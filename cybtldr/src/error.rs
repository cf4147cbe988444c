//! Error types for cybtldr.
//!
//! Every failure maps to a composed numeric code (see [`Error::code`]) made of
//! a host base code, optionally combined with [`COMM_MASK`] for transport
//! failures or [`BTLDR_MASK`] for device-reported status bytes. Scripts and
//! host applications that branch on the classic bootloader host codes can use
//! that value directly.

use std::fmt;
use std::io;
use thiserror::Error;

/// Result type for cybtldr operations.
pub type Result<T> = std::result::Result<T, Error>;

/// Mask applied to codes reported by the transport layer.
pub const COMM_MASK: u16 = 0x2000;

/// Mask applied to status bytes reported by the bootloader.
pub const BTLDR_MASK: u16 = 0x4000;

/// Host-side base error codes.
#[derive(Debug, Clone, Copy, PartialEq, Eq, Hash)]
#[repr(u8)]
pub enum ErrorCode {
    /// File is not accessible.
    File = 0x01,
    /// Reached the end of the file.
    Eof = 0x02,
    /// Amount of data is outside the expected range.
    Length = 0x03,
    /// Data is not of the proper form.
    Data = 0x04,
    /// Command is not recognized.
    Cmd = 0x05,
    /// Expected device does not match the detected device.
    Device = 0x06,
    /// Bootloader version does not match the expected one.
    Version = 0x07,
    /// Checksum does not match the expected value.
    Checksum = 0x08,
    /// Flash array is not valid.
    Array = 0x09,
    /// Flash row is not valid.
    Row = 0x0A,
    /// Bootloader is not ready to process commands.
    Btldr = 0x0B,
    /// Application is currently marked as active.
    Active = 0x0C,
    /// Unknown error.
    Unknown = 0x0F,
    /// Operation was aborted.
    Abort = 0xFF,
}

impl ErrorCode {
    /// Numeric value of the code.
    pub fn as_u8(self) -> u8 {
        self as u8
    }
}

impl fmt::Display for ErrorCode {
    fn fmt(&self, f: &mut fmt::Formatter<'_>) -> fmt::Result {
        let text = match self {
            Self::File => "file not accessible",
            Self::Eof => "end of file",
            Self::Length => "length out of range",
            Self::Data => "malformed data",
            Self::Cmd => "unrecognized command",
            Self::Device => "device mismatch",
            Self::Version => "bootloader version mismatch",
            Self::Checksum => "checksum mismatch",
            Self::Array => "invalid flash array",
            Self::Row => "invalid flash row",
            Self::Btldr => "bootloader not ready",
            Self::Active => "application is active",
            Self::Unknown => "unknown error",
            Self::Abort => "aborted",
        };
        write!(f, "{text} (0x{:02X})", self.as_u8())
    }
}

/// Status byte reported by the bootloader in every response.
#[derive(Debug, Clone, Copy, PartialEq, Eq, Hash)]
pub enum BootloaderStatus {
    /// Completed successfully.
    Success,
    /// Provided security key was incorrect.
    Key,
    /// Flash verification failed.
    Verify,
    /// Amount of data is outside the expected range.
    Length,
    /// Data is not of the proper form.
    Data,
    /// Command is not recognized.
    Cmd,
    /// Expected device does not match the detected device.
    Device,
    /// Bootloader version does not match.
    Version,
    /// Packet checksum does not match.
    Checksum,
    /// Flash array is not valid.
    Array,
    /// Flash row is not valid.
    Row,
    /// Flash row is protected.
    Protect,
    /// Application is not valid.
    App,
    /// Application is currently active.
    Active,
    /// Unknown error.
    Unknown,
    /// Status byte outside the documented set.
    Other(u8),
}

impl BootloaderStatus {
    /// Raw status byte.
    pub fn as_u8(self) -> u8 {
        match self {
            Self::Success => 0x00,
            Self::Key => 0x01,
            Self::Verify => 0x02,
            Self::Length => 0x03,
            Self::Data => 0x04,
            Self::Cmd => 0x05,
            Self::Device => 0x06,
            Self::Version => 0x07,
            Self::Checksum => 0x08,
            Self::Array => 0x09,
            Self::Row => 0x0A,
            Self::Protect => 0x0B,
            Self::App => 0x0C,
            Self::Active => 0x0D,
            Self::Unknown => 0x0F,
            Self::Other(value) => value,
        }
    }

    /// Check if the status reports success.
    pub fn is_success(self) -> bool {
        self == Self::Success
    }
}

impl From<u8> for BootloaderStatus {
    fn from(value: u8) -> Self {
        match value {
            0x00 => Self::Success,
            0x01 => Self::Key,
            0x02 => Self::Verify,
            0x03 => Self::Length,
            0x04 => Self::Data,
            0x05 => Self::Cmd,
            0x06 => Self::Device,
            0x07 => Self::Version,
            0x08 => Self::Checksum,
            0x09 => Self::Array,
            0x0A => Self::Row,
            0x0B => Self::Protect,
            0x0C => Self::App,
            0x0D => Self::Active,
            0x0F => Self::Unknown,
            other => Self::Other(other),
        }
    }
}

impl fmt::Display for BootloaderStatus {
    fn fmt(&self, f: &mut fmt::Formatter<'_>) -> fmt::Result {
        let text = match self {
            Self::Success => "success",
            Self::Key => "invalid security key",
            Self::Verify => "flash verification failed",
            Self::Length => "length out of range",
            Self::Data => "malformed data",
            Self::Cmd => "unsupported command",
            Self::Device => "device mismatch",
            Self::Version => "version mismatch",
            Self::Checksum => "packet checksum mismatch",
            Self::Array => "invalid flash array",
            Self::Row => "invalid flash row",
            Self::Protect => "row is protected",
            Self::App => "invalid application",
            Self::Active => "application is active",
            Self::Unknown | Self::Other(_) => "unknown status",
        };
        write!(f, "{text} (0x{:02X})", self.as_u8())
    }
}

/// Error type for cybtldr operations.
#[derive(Debug, Error)]
pub enum Error {
    /// I/O error while reading a firmware image.
    #[error("I/O error: {0}")]
    Io(#[from] io::Error),

    /// Serial port error.
    #[cfg(feature = "native")]
    #[error("Serial port error: {0}")]
    Serial(#[from] serialport::Error),

    /// Malformed firmware image content.
    #[error("Invalid image ({code}): {message}")]
    InvalidImage {
        /// Base code classifying the defect.
        code: ErrorCode,
        /// Human readable description.
        message: String,
    },

    /// Command frame could not be encoded or a response frame is malformed.
    #[error("Invalid frame ({code}): {message}")]
    Frame {
        /// Base code classifying the defect.
        code: ErrorCode,
        /// Human readable description.
        message: String,
    },

    /// Device identity does not match the image header.
    #[error(
        "Device mismatch: image targets {expected_id:#010x} rev {expected_rev:#04x}, \
         device is {actual_id:#010x} rev {actual_rev:#04x}"
    )]
    DeviceMismatch {
        /// Silicon id from the image header.
        expected_id: u32,
        /// Silicon revision from the image header.
        expected_rev: u8,
        /// Silicon id reported by the device.
        actual_id: u32,
        /// Silicon revision reported by the device.
        actual_rev: u8,
    },

    /// Bootloader version is not supported.
    #[error("Unsupported bootloader version {0:#08x}")]
    UnsupportedVersion(u32),

    /// Flash array id out of range.
    #[error("Invalid flash array {0:#04x}")]
    InvalidArray(u8),

    /// Row number outside the array's flash range.
    #[error("Row {row} outside array {array_id:#04x} range {min}..={max}")]
    RowOutOfRange {
        /// Flash array id.
        array_id: u8,
        /// Requested row.
        row: u16,
        /// First valid row.
        min: u16,
        /// Last valid row.
        max: u16,
    },

    /// Row checksum reported by the device differs from the image.
    #[error("Row checksum mismatch: expected {expected:#04x}, got {actual:#04x}")]
    ChecksumMismatch {
        /// Checksum computed from the image.
        expected: u8,
        /// Checksum reported by the device.
        actual: u8,
    },

    /// Application checksum is not valid on the device.
    #[error("Application checksum is not valid")]
    InvalidApplication,

    /// Target application is active and cannot be modified.
    #[error("Application {0} is active and cannot be erased or programmed")]
    ApplicationActive(u8),

    /// Transport failure.
    #[error("Communication failure ({code}): {message}")]
    Comm {
        /// Base code reported by the transport.
        code: ErrorCode,
        /// Human readable description.
        message: String,
        /// Bytes received before the failure, if any.
        received: Vec<u8>,
    },

    /// Bootloader reported a nonzero status byte.
    #[error("Bootloader reported {0}")]
    Bootloader(BootloaderStatus),

    /// Operation aborted by request.
    #[error("Operation aborted")]
    Aborted,

    /// Unsupported file format or operation.
    #[error("Unsupported: {0}")]
    Unsupported(String),
}

impl Error {
    /// Build an image error.
    pub fn image(code: ErrorCode, message: impl Into<String>) -> Self {
        Self::InvalidImage {
            code,
            message: message.into(),
        }
    }

    /// Build a frame error.
    pub fn frame(code: ErrorCode, message: impl Into<String>) -> Self {
        Self::Frame {
            code,
            message: message.into(),
        }
    }

    /// Build a transport error.
    pub fn comm(code: ErrorCode, message: impl Into<String>) -> Self {
        Self::Comm {
            code,
            message: message.into(),
            received: Vec::new(),
        }
    }

    /// Host base code, without masks.
    pub fn base_code(&self) -> u8 {
        match self {
            Self::Io(_) | Self::Unsupported(_) => ErrorCode::File.as_u8(),
            #[cfg(feature = "native")]
            Self::Serial(_) => ErrorCode::Device.as_u8(),
            Self::InvalidImage { code, .. }
            | Self::Frame { code, .. }
            | Self::Comm { code, .. } => code.as_u8(),
            Self::DeviceMismatch { .. } => ErrorCode::Device.as_u8(),
            Self::UnsupportedVersion(_) => ErrorCode::Version.as_u8(),
            Self::InvalidArray(_) => ErrorCode::Array.as_u8(),
            Self::RowOutOfRange { .. } => ErrorCode::Row.as_u8(),
            Self::ChecksumMismatch { .. } | Self::InvalidApplication => {
                ErrorCode::Checksum.as_u8()
            },
            Self::ApplicationActive(_) => ErrorCode::Active.as_u8(),
            Self::Bootloader(status) => status.as_u8(),
            Self::Aborted => ErrorCode::Abort.as_u8(),
        }
    }

    /// Composed host code: base code plus the communication or bootloader mask.
    pub fn code(&self) -> u16 {
        let base = u16::from(self.base_code());
        if self.is_comm() {
            base | COMM_MASK
        } else if matches!(self, Self::Bootloader(_)) {
            base | BTLDR_MASK
        } else {
            base
        }
    }

    /// Check if the error carries the communication mask.
    pub fn is_comm(&self) -> bool {
        match self {
            Self::Comm { .. } => true,
            #[cfg(feature = "native")]
            Self::Serial(_) => true,
            _ => false,
        }
    }

    /// Check if the device reported the given status.
    pub fn is_status(&self, status: BootloaderStatus) -> bool {
        matches!(self, Self::Bootloader(s) if *s == status)
    }

    /// Reclassify an error raised by a transport as a communication failure.
    pub(crate) fn into_comm(self) -> Self {
        match self {
            Self::Comm { .. } => self,
            #[cfg(feature = "native")]
            Self::Serial(_) => self,
            Self::Io(err) => Self::comm(ErrorCode::Device, err.to_string()),
            other => Self::Comm {
                code: ErrorCode::Device,
                message: other.to_string(),
                received: Vec::new(),
            },
        }
    }
}

/// Composed code of an operation result, `0` on success.
pub fn result_code<T>(result: &Result<T>) -> u16 {
    result
        .as_ref()
        .map_or_else(Error::code, |_| 0)
}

:: Your goal ::
I would like you to report every line in the listing above that contains "InvalidImage".

:: Response ::
    InvalidImage {
        Self::InvalidImage {
            Self::InvalidImage { code, .. }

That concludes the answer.